Six and a half kilometres away, people have gathered at the Tunisian border crossing. The International Organization for Migration (IOM) will be shuttling them to the transit camps at Shousha and, for the first time, here. How many will arrive? Will there be many families? And, most importantly, how long they will have to wait before they can go home? Money is drying up both for the transit camp and for the repatriation efforts. Just as the camp is opening its doors, funding is desperately needed to meet the needs of those arriving.

08:00 – The volunteers are ready to go
Small groups of Tunisian Red Crescent volunteers leave base camp for the transit camp. Boutheïna is a 25-year-old prosthetist, the eldest of three sisters who all volunteer for the Tunisian Red Crescent. In fact, Boutheïna declares that her family, her job and the Red Crescent are the three most important things in her life. She is looking forward to working with the medical team today to welcome families and anyone needing health care. Her only regret? That she won’t be able to stay longer.

08:20 The Red Cross Red Crescent kitchen crew gets cooking
The Italian Red Cross kitchen crew arrive. Livia is a 23-year-old Italian psychology student who joined the Red Cross after the earthquake in Italy last year. She joins Mulass and Layna, both nurses, to start preparing the first meal to be served tonight at 19:30. They will work alongside fellow volunteers from the Algerian Red Crescent and with women from the local community.

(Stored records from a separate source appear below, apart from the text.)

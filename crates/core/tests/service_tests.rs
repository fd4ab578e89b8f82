// ═══════════════════════════════════════════════════════════════════
// Service Tests — ValuationService, InventoryService, PriceService,
// HistoryService, ViewService
// ═══════════════════════════════════════════════════════════════════

use async_trait::async_trait;

use metal_worth_core::errors::CoreError;
use metal_worth_core::models::chart::HistorySnapshot;
use metal_worth_core::models::item::{EditRequest, Item};
use metal_worth_core::models::metal::Metal;
use metal_worth_core::models::price::PriceTable;
use metal_worth_core::providers::traits::SpotPriceProvider;
use metal_worth_core::services::history_service::{HistoryService, RESET_HISTORY_PROMPT};
use metal_worth_core::services::inventory_service::InventoryService;
use metal_worth_core::services::price_service::PriceService;
use metal_worth_core::services::valuation_service::ValuationService;
use metal_worth_core::services::view_service::{
    format_amount, format_dollars, format_grams, ViewService,
};

fn approx(a: f64, b: f64) -> bool {
    (a - b).abs() < 1e-9
}

fn prices() -> PriceTable {
    PriceTable {
        gold: 60.0,
        silver: 0.8,
        platinum: 30.0,
        palladium: 35.0,
    }
}

/// Quotes a fixed ounce rate for the metals it supports.
struct FixedRateProvider {
    rate: f64,
    metals: Vec<Metal>,
}

#[async_trait]
impl SpotPriceProvider for FixedRateProvider {
    fn name(&self) -> &str {
        "fixed"
    }

    fn supported_metals(&self) -> Vec<Metal> {
        self.metals.clone()
    }

    async fn get_ounce_rate(&self, _metal: Metal) -> Result<f64, CoreError> {
        Ok(self.rate)
    }
}

struct FailingProvider;

#[async_trait]
impl SpotPriceProvider for FailingProvider {
    fn name(&self) -> &str {
        "failing"
    }

    fn supported_metals(&self) -> Vec<Metal> {
        Metal::ALL.to_vec()
    }

    async fn get_ounce_rate(&self, _metal: Metal) -> Result<f64, CoreError> {
        Err(CoreError::Api {
            provider: "failing".into(),
            message: "API error".into(),
        })
    }
}

// ═══════════════════════════════════════════════════════════════════
// ValuationService
// ═══════════════════════════════════════════════════════════════════

mod valuation {
    use super::*;

    #[test]
    fn value_is_grams_times_price_times_purity() {
        let svc = ValuationService::new();
        let p = prices();
        for metal in Metal::ALL {
            for karat in 1..=24 {
                for grams in [0.001, 1.0, 7.5, 250.0] {
                    let item = Item::new(metal, karat as f64, grams);
                    let expected = grams * p.get(metal) * (karat as f64 / 24.0);
                    assert!(approx(svc.value_of_item(&item, &p), expected));
                }
            }
        }
    }

    #[test]
    fn pure_gold_example() {
        let svc = ValuationService::new();
        let item = Item::new(Metal::Gold, 24.0, 10.0);
        assert!(approx(svc.value_of_item(&item, &prices()), 600.0));
    }

    #[test]
    fn karat_below_range_clamps_to_one() {
        let svc = ValuationService::new();
        assert!(approx(svc.purity_from_karat(0.0), 1.0 / 24.0));
        assert!(approx(svc.purity_from_karat(-5.0), 1.0 / 24.0));
    }

    #[test]
    fn karat_above_range_clamps_to_pure() {
        let svc = ValuationService::new();
        assert!(approx(svc.purity_from_karat(25.0), 1.0));
        assert!(approx(svc.purity_from_karat(1000.0), 1.0));
    }

    #[test]
    fn non_finite_karat_reads_as_zero_then_clamps() {
        let svc = ValuationService::new();
        assert!(approx(svc.purity_from_karat(f64::NAN), 1.0 / 24.0));
        assert!(approx(svc.purity_from_karat(f64::INFINITY), 1.0 / 24.0));
    }

    #[test]
    fn non_finite_grams_values_at_zero() {
        let svc = ValuationService::new();
        let mut item = Item::new(Metal::Gold, 24.0, 1.0);
        item.grams = f64::NAN;
        assert_eq!(svc.value_of_item(&item, &prices()), 0.0);
    }

    #[test]
    fn non_finite_price_values_at_zero() {
        let svc = ValuationService::new();
        let mut p = prices();
        p.gold = f64::NAN;
        let item = Item::new(Metal::Gold, 24.0, 1.0);
        assert_eq!(svc.value_of_item(&item, &p), 0.0);
    }

    #[test]
    fn total_of_empty_is_zero() {
        assert_eq!(ValuationService::new().total_value(&[], &prices()), 0.0);
    }

    #[test]
    fn total_is_sum_of_items() {
        let svc = ValuationService::new();
        let p = prices();
        let items = vec![
            Item::new(Metal::Gold, 18.0, 10.0),
            Item::new(Metal::Silver, 24.0, 100.0),
            Item::new(Metal::Platinum, 12.0, 2.0),
        ];
        let expected: f64 = items.iter().map(|i| svc.value_of_item(i, &p)).sum();
        assert!(approx(svc.total_value(&items, &p), expected));
        assert!(approx(expected, 450.0 + 80.0 + 30.0));
    }
}
use thiserror::Error;

/// Unified error type for the entire metal-worth-core library.
/// Every fallible public function returns `Result<T, CoreError>`.
#[derive(Debug, Error)]
pub enum CoreError {
    // ── Validation ──────────────────────────────────────────────────
    #[error("Please enter a karat between 1 and 24.")]
    InvalidKarat(f64),

    #[error("Please enter grams > 0.")]
    InvalidGrams(f64),

    #[error("Unknown metal: {0}. Supported: Gold, Silver, Platinum, Palladium")]
    UnknownMetal(String),

    #[error("Invalid edit. No changes saved.")]
    InvalidEdit,

    #[error("Invalid price for {metal}: {value}")]
    InvalidPrice { metal: String, value: f64 },

    #[error("Item not found at position {0}")]
    ItemNotFound(usize),

    // ── Storage ─────────────────────────────────────────────────────
    #[error("Storage error: {0}")]
    Storage(String),

    #[error("Serialization error: {0}")]
    Serialization(String),

    #[error("Deserialization error: {0}")]
    Deserialization(String),

    // ── API / Network ───────────────────────────────────────────────
    #[error("API error ({provider}): {message}")]
    Api {
        provider: String,
        message: String,
    },

    #[error("Network error: {0}")]
    Network(String),

    #[error("No API key configured for {0}")]
    MissingApiKey(String),

    #[error("No spot price provider configured")]
    NoProvider,

    #[error("Rate {symbol} not available from {provider}")]
    RateNotAvailable { provider: String, symbol: String },
}

// ── Conversion helpers (From impls) ─────────────────────────────────

impl From<std::io::Error> for CoreError {
    fn from(e: std::io::Error) -> Self {
        CoreError::Storage(e.to_string())
    }
}

impl From<serde_json::Error> for CoreError {
    fn from(e: serde_json::Error) -> Self {
        CoreError::Deserialization(e.to_string())
    }
}

impl From<reqwest::Error> for CoreError {
    fn from(e: reqwest::Error) -> Self {
        // reqwest errors carry the full URL, and the API key travels in the query.
        let msg = e.to_string();
        let sanitized = if let Some(idx) = msg.find('?') {
            format!("{}?<query redacted>", &msg[..idx])
        } else {
            msg
        };
        CoreError::Network(sanitized)
    }
}
use futures::TryStreamExt;
use mongodb::bson::oid::ObjectId;
use mongodb::bson::{self, doc, Document};
use mongodb::options::{FindOneAndUpdateOptions, ReturnDocument};
use mongodb::{Collection, Database, IndexModel};

use crate::error::{AppError, Result};
use crate::models::Ninja;

/// Collection holding the ninja documents
const COLLECTION: &str = "ninjas";

/// Radius of the nearby query, meters on the spherical metric
pub const NEARBY_MAX_DISTANCE_METERS: f64 = 100_000.0;

/// Repository mediating all reads and writes of the ninja collection.
///
/// Cheap to construct; handlers build one per request from the shared
/// database handle.
#[derive(Clone)]
pub struct NinjaRepository {
    collection: Collection<Ninja>,
}

impl NinjaRepository {
    pub fn new(db: &Database) -> Self {
        Self {
            collection: db.collection::<Ninja>(COLLECTION),
        }
    }

    /// Create the `2dsphere` index backing the nearby query. Idempotent.
    pub async fn ensure_indexes(&self) -> Result<()> {
        let index = IndexModel::builder()
            .keys(doc! { "geometry": "2dsphere" })
            .build();
        self.collection.create_index(index, None).await?;
        Ok(())
    }

    pub async fn find_all(&self) -> Result<Vec<Ninja>> {
        let cursor = self.collection.find(doc! {}, None).await?;
        Ok(cursor.try_collect().await?)
    }

    /// Look up one ninja. `None` is the authoritative "does not exist"
    /// signal for the handlers.
    pub async fn find_by_id(&self, id: ObjectId) -> Result<Option<Ninja>> {
        Ok(self.collection.find_one(doc! { "_id": id }, None).await?)
    }

    pub async fn insert(&self, ninja: Ninja) -> Result<Ninja> {
        let result = self.collection.insert_one(&ninja, None).await?;
        let id = result
            .inserted_id
            .as_object_id()
            .ok_or_else(|| AppError::Database("insert did not return an ObjectId".to_string()))?;
        Ok(Ninja {
            id: Some(id),
            ..ninja
        })
    }

    /// `$set` the given fields and return the document after the update,
    /// or `None` when no document matched the id.
    pub async fn update_by_id(&self, id: ObjectId, fields: Document) -> Result<Option<Ninja>> {
        let options = FindOneAndUpdateOptions::builder()
            .return_document(ReturnDocument::After)
            .build();
        Ok(self
            .collection
            .find_one_and_update(doc! { "_id": id }, doc! { "$set": fields }, options)
            .await?)
    }

    /// Hard delete; returns the pre-deletion snapshot, or `None` when no
    /// document matched the id.
    pub async fn delete_by_id(&self, id: ObjectId) -> Result<Option<Ninja>> {
        Ok(self
            .collection
            .find_one_and_delete(doc! { "_id": id }, None)
            .await?)
    }

    /// Ninjas within `max_distance` meters of the reference point, nearest
    /// first. Requires the `2dsphere` index from [`ensure_indexes`].
    ///
    /// [`ensure_indexes`]: NinjaRepository::ensure_indexes
    pub async fn find_nearby(
        &self,
        longitude: f64,
        latitude: f64,
        max_distance: f64,
    ) -> Result<Vec<Ninja>> {
        let pipeline = vec![doc! {
            "$geoNear": {
                "near": { "type": "Point", "coordinates": [longitude, latitude] },
                "distanceField": "dist.calculated",
                "maxDistance": max_distance,
                "spherical": true,
            }
        }];

        let mut cursor = self.collection.aggregate(pipeline, None).await?;
        let mut ninjas = Vec::new();
        while let Some(document) = cursor.try_next().await? {
            ninjas.push(bson::from_document(document)?);
        }
        Ok(ninjas)
    }
}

09:10 – The registration crew is ready and waiting
The convoy of new arrivals is now leaving the border. At the registration centre, the volunteers wearing fluorescent yellow and orange jackets get ready. They have undergone intense training to be ready for today.
Atef mans one of the desks that will welcome newcomers. He is a 26-year-old first aider from Ben Ghardane, the town closest to the border on the Tunisian side that lives from trade with Libya. Until 22 February, he had been working across the border, but his company immediately brought him home. Six weeks later, he decided to come to the transit camp. “I’ve been there,” he says. He wants to help.

09:28 – The first bus arrives
The first bus arrives safely. The IOM delegates introduce themselves to the Red Crescent volunteers. People trickle out of the bus. They retrieve their luggage from a separate pick-up truck. There are huge suitcases, bags and boxes in all sizes, shapes and colours. Marhababikou”m” (welcome) is heard over and over, and quickly the new arrivals understand that they may soon be able to, at last, get some rest.

The first children clamber off the bus. They are on their guard, like their parents, but there are no tears. Mohamed and Imane queue with their daughter Zina, age 3, and Tahar, a strong-built 17-year-old boy. Then come Hassen and Hossein, six-year-old twins dressed in matching red outfits.

“They are real twins,” their father, Ousmane, explains proudly. A young man just turned 30, he has come with his wife, the twins, and Radhia, their two-year-old daughter. There is no more time to talk, as everyone lines up for registration.

09:33 – Registration starts
Working in two separate tents, over a dozen volunteers sit down with each family one at a time. Questions are asked and answered, mostly in Arabic, but also in French and English. Tickets are handed out to each person or head of household.

A family from Mali explains that they lived in Libya for ten years. Their eight children – ranging from the eldest Awa, age 10, to Fatma, who is just 2 months old – were all born in Libya. But now this family wants and needs to go home. They want to know when they’ll be able to leave. And that is a question that keeps being asked.

10:15 Registration ends
All 80 people are now registered, and many have already made it to their tents. The children settle in, playing in the family quarters. Today marks a new chapter, not only for the new arrivals, but also for this new camp and all those who have worked hard to make it happen.